Similarly, you may want to repeat these steps to get stations within Zone 3 or out of Zone 3. Feel free to have a try when you complete this whole practical. But now, let's continue to explore the newly generated data: list the coordinates information for these 60 stations in Zone 1. There are 2 ways to get the list, quite similar to each other.

In [None]:
# check output format for column geometry 
stations_zone1.geometry

As the geometry takes format as POINT (longitude, latitude), we can use it to draw a bounding polygon for stations within zone 1 by calling Shapely's `MultiPoint`. The methods could be either `convex hull` or `envelope` as introduced in previous weeks.

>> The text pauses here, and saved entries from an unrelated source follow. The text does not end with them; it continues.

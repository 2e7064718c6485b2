pub(crate) mod model;
pub(crate) mod session;
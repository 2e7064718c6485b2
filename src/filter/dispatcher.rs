//! Off-thread filter execution with at most one job in flight.
//!
//! Every submission gets a fresh [`JobId`]. Submitting while a job is still running cancels and
//! joins the old worker before the new one starts. Events from superseded jobs can still be
//! sitting in the channel; they are dropped by comparing job ids, never delivered.

use std::panic::{AssertUnwindSafe, catch_unwind};
use std::sync::Arc;
use std::sync::atomic::{AtomicBool, Ordering};
use std::thread::JoinHandle;
use std::time::Instant;

use crossbeam_channel::{Receiver, RecvTimeoutError, Sender, unbounded};

use crate::filter::engine::{self, RunOutcome};
use crate::filter::kind::FilterKind;
use crate::foundation::buffer::ImageBuffer;
use crate::foundation::error::{StudioError, StudioResult};

/// Identifier of one submitted filter job.
#[derive(Clone, Copy, Debug, PartialEq, Eq, PartialOrd, Ord, Hash)]
pub struct JobId(pub u64);

/// Event emitted by a worker.
#[derive(Debug)]
pub enum DispatchEvent {
    /// Fractional progress in `[0, 1]`.
    Progress {
        /// Job the event belongs to.
        job: JobId,
        /// Completed fraction.
        fraction: f32,
    },
    /// Terminal success with the transformed buffer.
    Done {
        /// Job the event belongs to.
        job: JobId,
        /// Filtered pixels.
        buffer: ImageBuffer,
    },
    /// Terminal failure inside the worker.
    Failed {
        /// Job the event belongs to.
        job: JobId,
        /// Human-readable fault description.
        message: String,
    },
}

impl DispatchEvent {
    /// Job this event belongs to.
    pub fn job(&self) -> JobId {
        match self {
            DispatchEvent::Progress { job, .. }
            | DispatchEvent::Done { job, .. }
            | DispatchEvent::Failed { job, .. } => *job,
        }
    }
}

/// Result of [`FilterDispatcher::wait`].
#[derive(Debug)]
pub enum JobOutcome {
    /// The job finished and produced a buffer.
    Finished(ImageBuffer),
    /// The deadline passed before the job finished. The job keeps running.
    TimedOut,
    /// A newer submission replaced this job (or it was cancelled); no result will arrive.
    Superseded,
}

pub(crate) type WorkerFn = fn(
    &mut ImageBuffer,
    FilterKind,
    &mut dyn FnMut(f32),
    &dyn Fn() -> bool,
) -> StudioResult<RunOutcome>;

struct ActiveJob {
    id: JobId,
    cancel: Arc<AtomicBool>,
    thread: JoinHandle<()>,
}

/// Runs [`engine`] transforms on a background thread.
pub struct FilterDispatcher {
    worker: WorkerFn,
    next_id: u64,
    active: Option<ActiveJob>,
    tx: Sender<DispatchEvent>,
    rx: Receiver<DispatchEvent>,
}

impl Default for FilterDispatcher {
    fn default() -> Self {
        Self::new()
    }
}

impl FilterDispatcher {
    /// Create an idle dispatcher backed by the pixel filter engine.
    pub fn new() -> Self {
        Self::with_worker(engine::run_rows)
    }

    pub(crate) fn with_worker(worker: WorkerFn) -> Self {
        let (tx, rx) = unbounded();
        Self {
            worker,
            next_id: 0,
            active: None,
            tx,
            rx,
        }
    }

    /// `true` when no job is in flight.
    pub fn is_idle(&self) -> bool {
        self.active.is_none()
    }

    /// Id of the job currently in flight, if any.
    pub fn active_job(&self) -> Option<JobId> {
        self.active.as_ref().map(|a| a.id)
    }

    /// Start filtering `buffer` with `kind`, cancelling any job already in flight.
    pub fn submit(&mut self, buffer: ImageBuffer, kind: FilterKind) -> StudioResult<JobId> {
        buffer.validate()?;
        self.cancel();

        self.next_id += 1;
        let id = JobId(self.next_id);
        let cancel = Arc::new(AtomicBool::new(false));
        let worker = self.worker;
        let tx = self.tx.clone();
        let flag = Arc::clone(&cancel);

        let thread = std::thread::Builder::new()
            .name(format!("reelcast-filter-{}", id.0))
            .spawn(move || run_job(worker, id, buffer, kind, &flag, &tx))
            .map_err(|e| {
                StudioError::filter_execution(format!("failed to spawn filter worker: {e}"))
            })?;

        tracing::debug!(job = id.0, %kind, "filter job submitted");
        self.active = Some(ActiveJob { id, cancel, thread });
        Ok(id)
    }

    /// Cancel the in-flight job, if any. No result is delivered for it.
    pub fn cancel(&mut self) {
        if let Some(job) = self.active.take() {
            job.cancel.store(true, Ordering::Relaxed);
            if job.thread.join().is_err() {
                tracing::warn!(job = job.id.0, "cancelled filter worker panicked");
            }
            tracing::debug!(job = job.id.0, "filter job cancelled");
        }
    }

    /// Drain pending events for the active job without blocking.
    ///
    /// Stale events from superseded jobs are discarded. A terminal event returns the
    /// dispatcher to idle.
    pub fn poll(&mut self) -> Vec<DispatchEvent> {
        let pending: Vec<DispatchEvent> = self.rx.try_iter().collect();
        let mut out = Vec::with_capacity(pending.len());
        for ev in pending {
            if self.accept(&ev) {
                out.push(ev);
            }
        }
        out
    }

    /// Block until `job` finishes, the deadline passes, or the job is found to be superseded.
    ///
    /// A worker fault resets the dispatcher to idle and surfaces as
    /// [`StudioError::FilterExecution`].
    pub fn wait(
        &mut self,
        job: JobId,
        deadline: Option<Instant>,
        on_progress: &mut dyn FnMut(f32),
    ) -> StudioResult<JobOutcome> {
        loop {
            if self.active_job() != Some(job) {
                return Ok(JobOutcome::Superseded);
            }

            let ev = match deadline {
                Some(d) => match self.rx.recv_deadline(d) {
                    Ok(ev) => ev,
                    Err(RecvTimeoutError::Timeout) => return Ok(JobOutcome::TimedOut),
                    Err(RecvTimeoutError::Disconnected) => {
                        return Err(StudioError::filter_execution("filter channel closed"));
                    }
                },
                None => self
                    .rx
                    .recv()
                    .map_err(|_| StudioError::filter_execution("filter channel closed"))?,
            };

            if !self.accept(&ev) {
                continue;
            }
            match ev {
                DispatchEvent::Progress { fraction, .. } => on_progress(fraction),
                DispatchEvent::Done { buffer, .. } => return Ok(JobOutcome::Finished(buffer)),
                DispatchEvent::Failed { message, .. } => {
                    return Err(StudioError::filter_execution(message));
                }
            }
        }
    }

    /// Submit and wait in one call.
    pub fn run(
        &mut self,
        buffer: ImageBuffer,
        kind: FilterKind,
        deadline: Option<Instant>,
        on_progress: &mut dyn FnMut(f32),
    ) -> StudioResult<JobOutcome> {
        let job = self.submit(buffer, kind)?;
        self.wait(job, deadline, on_progress)
    }

    /// Keep events for the active job, retire it on terminal events.
    fn accept(&mut self, ev: &DispatchEvent) -> bool {
        let Some(active) = self.active.as_ref() else {
            tracing::trace!(job = ev.job().0, "dropping event with no active job");
            return false;
        };
        if ev.job() != active.id {
            tracing::trace!(job = ev.job().0, active = active.id.0, "dropping stale event");
            return false;
        }
        if matches!(
            ev,
            DispatchEvent::Done { .. } | DispatchEvent::Failed { .. }
        ) && let Some(job) = self.active.take()
            && job.thread.join().is_err()
        {
            tracing::warn!(job = job.id.0, "filter worker panicked after reporting");
        }
        true
    }
}

impl Drop for FilterDispatcher {
    fn drop(&mut self) {
        self.cancel();
    }
}

fn run_job(
    worker: WorkerFn,
    id: JobId,
    mut buffer: ImageBuffer,
    kind: FilterKind,
    cancel: &AtomicBool,
    tx: &Sender<DispatchEvent>,
) {
    let result = catch_unwind(AssertUnwindSafe(|| {
        let mut progress = |fraction: f32| {
            let _ = tx.send(DispatchEvent::Progress { job: id, fraction });
        };
        let cancelled = || cancel.load(Ordering::Relaxed);
        worker(&mut buffer, kind, &mut progress, &cancelled)
    }));

    let ev = match result {
        Ok(Ok(RunOutcome::Finished)) => DispatchEvent::Done { job: id, buffer },
        Ok(Ok(RunOutcome::Cancelled)) => return,
        Ok(Err(e)) => DispatchEvent::Failed {
            job: id,
            message: e.to_string(),
        },
        Err(panic) => DispatchEvent::Failed {
            job: id,
            message: panic_message(panic.as_ref()),
        },
    };
    if cancel.load(Ordering::Relaxed) {
        return;
    }
    let _ = tx.send(ev);
}

fn panic_message(panic: &(dyn std::any::Any + Send)) -> String {
    if let Some(s) = panic.downcast_ref::<&str>() {
        format!("filter worker panicked: {s}")
    } else if let Some(s) = panic.downcast_ref::<String>() {
        format!("filter worker panicked: {s}")
    } else {
        "filter worker panicked".to_string()
    }
}

#[cfg(test)]
#[path = "../../tests/unit/filter/dispatcher.rs"]
mod tests;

Try to explore both datasets and methods, and identify their differences.

In [None]:
from shapely.geometry import MultiPoint
# the geometry for stations within zone 1 is a list of (longitude, latitude) tuples
# the convex hull of this set of 60 points is like an elastic band stretched around the geometry
zone1hull = MultiPoint(geometry_zone1).convex_hull
zone1hull

In [None]:
# The envelope is the point or smallest rectangular polygon (with sides parallel to the coordinate axes) 
# that contains the geometry
zone1enve = MultiPoint(geometry_zone1).envelope
zone1enve

The coordinates of the envelope polygon above could be derived by calling bounding box `bounds` from `MultiPoint`. The bounding box is a (minx, miny, maxx, maxy) tuple.

In [None]:
zone1bounds = MultiPoint(geometry_zone1).bounds
zone1bounds

### <a id="Task 2">Task 2<a/>
Please get your codes to work out the convex hull, envelope and coordinates of bounds for all stations point data. Then try to compare the results. Your codes below:

In [None]:
# the geometry for all stations 
# your code here
???

In [None]:
zoneenve = ???
zoneenve

In [None]:
# compare the total stations' bounds
# your code here
stabounds = ???
stabounds 

### <a id='Measure distances between points'>Measure distances between points<a/>

In real society, it is often to measure the distances between two targeted observations, say point data. So we will call `Shapely` to measure the distances in different ways: e.g., Euclidean distance, Manhattan distance, Shortest-path distance and Travel-time distance. In this practical, we will use the common Euclidean distance introduced in lecture, to measure the distances between named stations within Zone 1 (**Westminster, Holborn, Bank**) as example.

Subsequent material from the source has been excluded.